Thank you for your welcoming messages. I have not yet been able to check out the whole site but I am really exited that I have found something like this.

I am currently reading "Victims No Longer" by Mike Lew. However this is was printed about 20 years ago and was wandering if there ara any more upto date books out there.

I was sexually abused by my brother when I was about 10 years old. It has been dificult to come to terms with it and I have been to several types of counselling for the past five years and I still find it very difficult to discuss it with people close to me.

I have found it really difficult to deal with my sexuality and not being able to connect peepople in a sexual way that being men or women. I love women and the sensuality of their love and the softness and tenderness when making love. When I do have sex with men is always very furtive and when I am in a very drunk state. I guess if I am frank, I do enjoy the sex, but I do prefer sex with the ladies.

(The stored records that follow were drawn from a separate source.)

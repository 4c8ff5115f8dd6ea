use crate::{
    auth::auth::AuthUser,
    model::assignment::EmployeeAssignment,
    service::assignment::{self as assignment_service, CreateAssignment},
};
use actix_web::{HttpResponse, Responder, web};
use serde_json::{Value, json};
use sqlx::MySqlPool;

#[utoipa::path(
    get,
    path = "/api/employees/{employee_id}/assignments",
    params(("employee_id", Path, description = "Employee ID")),
    responses((status = 200, description = "Assignments, newest start first", body = [EmployeeAssignment])),
    tag = "Assignment",
    security(("bearer_auth" = []))
)]
pub async fn list_assignments(
    auth: AuthUser,
    pool: web::Data<MySqlPool>,
    path: web::Path<u64>,
) -> actix_web::Result<impl Responder> {
    let employee_id = path.into_inner();
    auth.require_self_or_hr(employee_id)?;

    let assignments = assignment_service::list_for_employee(pool.get_ref(), employee_id).await?;
    Ok(HttpResponse::Ok().json(assignments))
}

/// Create Assignment
///
/// The new assignment becomes current when it starts last; pending timesheets are
/// generated for past days without one.
#[utoipa::path(
    post,
    path = "/api/employees/{employee_id}/assignments",
    params(("employee_id", Path, description = "Employee ID")),
    request_body = CreateAssignment,
    responses(
        (status = 201, body = EmployeeAssignment),
        (status = 400, description = "Invalid dates or name"),
        (status = 404, description = "Employee not found")
    ),
    tag = "Assignment",
    security(("bearer_auth" = []))
)]
pub async fn create_assignment(
    auth: AuthUser,
    pool: web::Data<MySqlPool>,
    path: web::Path<u64>,
    payload: web::Json<CreateAssignment>,
) -> actix_web::Result<impl Responder> {
    auth.require_hr_or_admin()?;

    let assignment = assignment_service::create(
        pool.get_ref(),
        path.into_inner(),
        &payload,
        auth.user_id,
    )
    .await?;
    Ok(HttpResponse::Created().json(assignment))
}

#[utoipa::path(
    get,
    path = "/api/assignments/{assignment_id}",
    params(("assignment_id", Path, description = "Assignment ID")),
    responses(
        (status = 200, body = EmployeeAssignment),
        (status = 404, description = "Assignment not found")
    ),
    tag = "Assignment",
    security(("bearer_auth" = []))
)]
pub async fn get_assignment(
    auth: AuthUser,
    pool: web::Data<MySqlPool>,
    path: web::Path<u64>,
) -> actix_web::Result<impl Responder> {
    let assignment = assignment_service::get(pool.get_ref(), path.into_inner()).await?;
    auth.require_self_or_hr(assignment.employee_id)?;

    Ok(HttpResponse::Ok().json(assignment))
}

#[utoipa::path(
    put,
    path = "/api/assignments/{assignment_id}",
    params(("assignment_id", Path, description = "Assignment ID")),
    request_body = Object,
    responses(
        (status = 200, body = EmployeeAssignment),
        (status = 404, description = "Assignment not found")
    ),
    tag = "Assignment",
    security(("bearer_auth" = []))
)]
pub async fn update_assignment(
    auth: AuthUser,
    pool: web::Data<MySqlPool>,
    path: web::Path<u64>,
    body: web::Json<Value>,
) -> actix_web::Result<impl Responder> {
    auth.require_hr_or_admin()?;

    let assignment = assignment_service::update(pool.get_ref(), path.into_inner(), &body).await?;
    Ok(HttpResponse::Ok().json(assignment))
}

/// Delete Assignment
///
/// Removes upcoming timesheets tied to the same project or rental.
#[utoipa::path(
    delete,
    path = "/api/assignments/{assignment_id}",
    params(("assignment_id", Path, description = "Assignment ID")),
    responses(
        (status = 200, body = Object, example = json!({
            "message": "Successfully deleted",
            "timesheets_removed": 3
        })),
        (status = 404, description = "Assignment not found")
    ),
    tag = "Assignment",
    security(("bearer_auth" = []))
)]
pub async fn delete_assignment(
    auth: AuthUser,
    pool: web::Data<MySqlPool>,
    path: web::Path<u64>,
) -> actix_web::Result<impl Responder> {
    auth.require_hr_or_admin()?;

    let removed = assignment_service::delete(pool.get_ref(), path.into_inner()).await?;
    Ok(HttpResponse::Ok().json(json!({
        "message": "Successfully deleted",
        "timesheets_removed": removed
    })))
}
use crate::models::{Claims, TokenType};
use chrono::Utc;
use jsonwebtoken::{DecodingKey, EncodingKey, Header, Validation, decode, encode, errors::Error};
use uuid::Uuid;

/// Who a token is issued to.
#[derive(Debug, Clone)]
pub struct TokenSubject {
    pub user_id: u64,
    pub username: String,
    pub role: u8,
    pub employee_id: Option<u64>,
    pub session_id: Option<u64>,
}

fn now() -> usize {
    Utc::now().timestamp().max(0) as usize
}

fn issue(subject: &TokenSubject, token_type: TokenType, secret: &str, ttl: usize) -> Result<(String, Claims), Error> {
    let claims = Claims {
        user_id: subject.user_id,
        sub: subject.username.clone(),
        role: subject.role,
        exp: now() + ttl,
        jti: Uuid::new_v4().to_string(),
        token_type,
        employee_id: subject.employee_id,
        sid: subject.session_id,
    };

    let token = encode(
        &Header::default(),
        &claims,
        &EncodingKey::from_secret(secret.as_bytes()),
    )?;

    Ok((token, claims))
}

pub fn generate_access_token(subject: &TokenSubject, secret: &str, ttl: usize) -> Result<String, Error> {
    issue(subject, TokenType::Access, secret, ttl).map(|(token, _)| token)
}

pub fn generate_refresh_token(subject: &TokenSubject, secret: &str, ttl: usize) -> Result<(String, Claims), Error> {
    issue(subject, TokenType::Refresh, secret, ttl)
}

pub fn verify_token(token: &str, secret: &str) -> Result<Claims, Error> {
    decode::<Claims>(
        token,
        &DecodingKey::from_secret(secret.as_bytes()),
        &Validation::default(),
    )
    .map(|data| data.claims)
}

#[cfg(test)]
mod tests {
    use super::*;

    fn subject() -> TokenSubject {
        TokenSubject {
            user_id: 42,
            username: "jdoe".to_string(),
            role: 3,
            employee_id: Some(7),
            session_id: Some(9),
        }
    }

    #[test]
    fn access_token_round_trips() {
        let token = generate_access_token(&subject(), "secret", 60).unwrap();
        let claims = verify_token(&token, "secret").unwrap();

        assert_eq!(claims.user_id, 42);
        assert_eq!(claims.employee_id, Some(7));
        assert_eq!(claims.sid, Some(9));
        assert_eq!(claims.token_type, TokenType::Access);
    }

    #[test]
    fn refresh_token_carries_its_jti() {
        let (token, issued) = generate_refresh_token(&subject(), "secret", 60).unwrap();
        let claims = verify_token(&token, "secret").unwrap();
        assert_eq!(claims.jti, issued.jti);
        assert_eq!(claims.token_type, TokenType::Refresh);
    }

    #[test]
    fn wrong_secret_is_rejected() {
        let token = generate_access_token(&subject(), "secret", 60).unwrap();
        assert!(verify_token(&token, "other").is_err());
    }
}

I wish I could tell people that I am gay but tha would mean that I would be lying to them and to myself. I wish I could tell people that I am straight but I feel the same way. And to call myself BISEXUAL always sounds like an easy way out or an excuse. I also feel very strongly that, had not been for the sexual abuse as a child, I would not feel atractted to other men.

Previous to my brother's abuse a was molested by a neibour who made me perform oral sex on him. I was about six or seven years old. and before that when I was aproximately four I was also abused by one of my eldest sister.

I am 40 years old. I was married for 5 years but we split up three years ego now. I sometimes feel lonely, but I do realise that I do not feel emotionally strong enough to start a new relationship, and sometimes I feel that I might not be able to ever have one.

It has been very gratifying to find this Survivors site and find that I am not alone in this world.